Wrappers Cookbook#

MIKASA-Robo-VLA ships 19 Gymnasium wrappers in mikasa_robo_suite/vla/utils/wrappers.py plus a one-call helper apply_mikasa_vla_wrappers() that picks the correct per-task chain automatically. This page groups the individual wrappers by purpose and shows when and how to compose them manually if you ever need to.

For the full API reference, see Wrappers API.

The Default: `apply_mikasa_vla_wrappers`#

For any of the 90 MIKASA-Robo-VLA tasks, the canonical wrapper stack — state→dict, curriculum noop (where needed), task-specific overlays, RGB-flatten, and EEF proprioception — is applied by a single function:

import gymnasium as gym
import mikasa_robo_suite.vla.memory_envs  # registers VLA env IDs
from mikasa_robo_suite.vla.utils.apply_wrappers import apply_mikasa_vla_wrappers

env = gym.make(
    "RememberColor3-VLA-v0",
    num_envs=1,
    obs_mode="rgb",
    control_mode="pd_ee_delta_pose",
    render_mode="all",
)
env = apply_mikasa_vla_wrappers(env)  # default for every task

The helper is the recommended entry point. It guarantees:

the same core obs format (obs["rgb"] and obs["proprio"]) that the published datasets use, plus obs["task_cue"] only for the Rotate* family (the angle cue used by RL oracles; VLA policies should ignore it because the same value is already in info["language_instruction"]);
the correct cue-phase noop wrapper for VLA tasks that need one (CurriculumPhaseNoopActionWrapper in the canonical pd_ee_delta_pose action space);
task-specific render overlays during env.render() for human-watchable videos.

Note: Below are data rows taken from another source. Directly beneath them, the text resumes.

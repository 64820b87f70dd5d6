// Roster composition for the tracked participant.
//
// Counts come from the pick ledger filtered by owner. When a pick lacks a
// position we try the catalog, then a small hand-curated name table, and
// otherwise leave it uncounted. When the tracked roster is unknown entirely
// the counts are a round-based estimate and are flagged as such.

use std::collections::BTreeMap;

use serde::{Deserialize, Serialize};

use super::pick::Pick;
use super::player::Position;
use crate::catalog::PlayerCatalog;

/// Who the tracked participant is, as far as the provider lets us know.
#[derive(Debug, Clone, Default, PartialEq, Eq, Serialize, Deserialize)]
pub struct TrackedOwner {
    pub roster_id: Option<u32>,
    pub user_id: Option<String>,
}

impl TrackedOwner {
    pub fn is_known(&self) -> bool {
        self.roster_id.is_some() || self.user_id.is_some()
    }

    /// Whether `pick` belongs to this owner. Roster ID wins when both sides
    /// report one; otherwise fall back to the picking user.
    pub fn owns(&self, pick: &Pick) -> bool {
        if let (Some(mine), Some(theirs)) = (self.roster_id, pick.roster_id) {
            return mine == theirs;
        }
        match (self.user_id.as_deref(), pick.owner_id.as_deref()) {
            (Some(mine), Some(theirs)) => mine == theirs,
            _ => false,
        }
    }
}

/// Position counts for the tracked roster.
#[derive(Debug, Clone, Default, PartialEq, Eq, Serialize, Deserialize)]
pub struct RosterComposition {
    pub counts: BTreeMap<Position, u32>,
    /// Owned picks whose position could not be resolved.
    pub uncounted: u32,
    /// True when derived from the round curve rather than real picks.
    pub is_estimated: bool,
}

impl RosterComposition {
    pub fn count(&self, position: Position) -> u32 {
        self.counts.get(&position).copied().unwrap_or(0)
    }

    pub fn total(&self) -> u32 {
        self.counts.values().sum()
    }

    fn add(&mut self, position: Position) {
        *self.counts.entry(position).or_insert(0) += 1;
    }
}

/// Count the tracked roster's picks by position.
///
/// Falls back to [`estimate_roster_from_round`] when the owner is unknown.
pub fn roster_composition(
    picks: &[Pick],
    owner: &TrackedOwner,
    catalog: &PlayerCatalog,
    current_round: u32,
) -> RosterComposition {
    if !owner.is_known() {
        return estimate_roster_from_round(current_round);
    }

    let mut composition = RosterComposition::default();
    for pick in picks.iter().filter(|p| owner.owns(p)) {
        match resolve_position(pick, catalog) {
            Some(pos) => composition.add(pos),
            None => composition.uncounted += 1,
        }
    }
    composition
}

/// Best-effort position for a pick: provider field, catalog, name table.
pub fn resolve_position(pick: &Pick, catalog: &PlayerCatalog) -> Option<Position> {
    pick.position
        .filter(|p| p.is_draftable())
        .or_else(|| catalog.get(&pick.player_id).map(|p| p.position))
        .or_else(|| pick.player_name.as_deref().and_then(position_from_name))
}

/// Approximate position counts after `current_round - 1` completed rounds.
///
/// Skill positions dominate the first rounds, a TE appears from round 4,
/// a QB from round 6 and K/DEF at the very end.
pub fn estimate_roster_from_round(current_round: u32) -> RosterComposition {
    let completed = current_round.saturating_sub(1);
    let mut composition = RosterComposition {
        is_estimated: true,
        ..Default::default()
    };
    if completed == 0 {
        return composition;
    }

    let qb = u32::from(current_round >= 6);
    let te = u32::from(current_round >= 4);
    let k = u32::from(current_round >= 15);
    let def = u32::from(current_round >= 14);
    let skill = completed.saturating_sub(qb + te + k + def);

    for (pos, n) in [
        (Position::QB, qb),
        (Position::RB, skill.div_ceil(2)),
        (Position::WR, skill / 2),
        (Position::TE, te),
        (Position::K, k),
        (Position::DEF, def),
    ] {
        if n > 0 {
            composition.counts.insert(pos, n);
        }
    }
    composition
}

/// Maximum the tracked roster should hold at `position` in `round` before the
/// position is filtered out of recommendations.
pub fn position_cap(position: Position, round: u32) -> u32 {
    match position {
        Position::QB | Position::TE => 3,
        Position::K if round < 13 => 0,
        Position::DEF if round < 12 => 0,
        Position::K | Position::DEF => 1,
        Position::RB | Position::WR => u32::MAX,
        Position::Unknown => 0,
    }
}

/// Whether the roster still has room at `position` this round.
pub fn needs_position(composition: &RosterComposition, position: Position, round: u32) -> bool {
    composition.count(position) < position_cap(position, round)
}

/// Hand-curated name table for picks whose metadata omits the position.
pub fn position_from_name(name: &str) -> Option<Position> {
    let key = name.trim().to_lowercase();
    KNOWN_NAMES
        .iter()
        .find(|(n, _)| *n == key)
        .map(|&(_, pos)| pos)
}

const KNOWN_NAMES: &[(&str, Position)] = &[
    ("patrick mahomes", Position::QB),
    ("josh allen", Position::QB),
    ("lamar jackson", Position::QB),
    ("jalen hurts", Position::QB),
    ("joe burrow", Position::QB),
    ("c.j. stroud", Position::QB),
    ("christian mccaffrey", Position::RB),
    ("bijan robinson", Position::RB),
    ("saquon barkley", Position::RB),
    ("jahmyr gibbs", Position::RB),
    ("breece hall", Position::RB),
    ("derrick henry", Position::RB),
    ("jonathan taylor", Position::RB),
    ("ja'marr chase", Position::WR),
    ("justin jefferson", Position::WR),
    ("ceedee lamb", Position::WR),
    ("tyreek hill", Position::WR),
    ("amon-ra st. brown", Position::WR),
    ("puka nacua", Position::WR),
    ("a.j. brown", Position::WR),
    ("travis kelce", Position::TE),
    ("brock bowers", Position::TE),
    ("sam laporta", Position::TE),
    ("trey mcbride", Position::TE),
    ("mark andrews", Position::TE),
    ("justin tucker", Position::K),
    ("brandon aubrey", Position::K),
    ("harrison butker", Position::K),
];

For headless metric-only evaluations pass include_overlays=False — only the four functional wrappers are kept, no text on rendered frames, but observations and reward are byte-identical to the default:

env = apply_mikasa_vla_wrappers(env, include_overlays=False)

See mikasa_robo_suite.vla.utils.apply_wrappers.apply_mikasa_vla_wrappers() for the full per-env mapping.

Composition Order (manual)#

You only need this section if you are intentionally composing wrappers by hand — for example, to reproduce the dataset collector or to experiment with a non-standard chain. Otherwise use apply_mikasa_vla_wrappers.

Always apply wrappers in this order:

gym.make(...)
  └─ StateOnlyTensorToDictWrapper          ← must be first
      └─ CurriculumPhaseNoopActionWrapper   (cue-phase VLA tasks)
          └─ <task-specific info wrappers>  (overlays)
              └─ <render / debug wrappers>  (overlays, dev only)
                  └─ FlattenRGBDObservationWrapper(rgb=True, joints=True)
                      └─ ConvertJointsToEEFXyzRpyGripperWrapper
                          └─ RecordEpisode  (outermost)

The env_info helper inside the PPO collector returns the same task-specific overlay chain that apply_mikasa_vla_wrappers builds internally, so you can inspect or replicate it manually:

# env_info lives in the PPO collector module; the dataset_collectors
# package is included with mikasa-robo-suite and is importable at runtime.
from mikasa_robo_suite.vla.dataset_collectors.get_mikasa_robo_datasets import env_info

wrappers_list, episode_timeout = env_info("RememberColor9-VLA-v0")
for wrapper_class, wrapper_kwargs in wrappers_list:
    env = wrapper_class(env, **wrapper_kwargs)

Core Wrappers #

These two wrappers are part of the standard pipeline and are almost always required.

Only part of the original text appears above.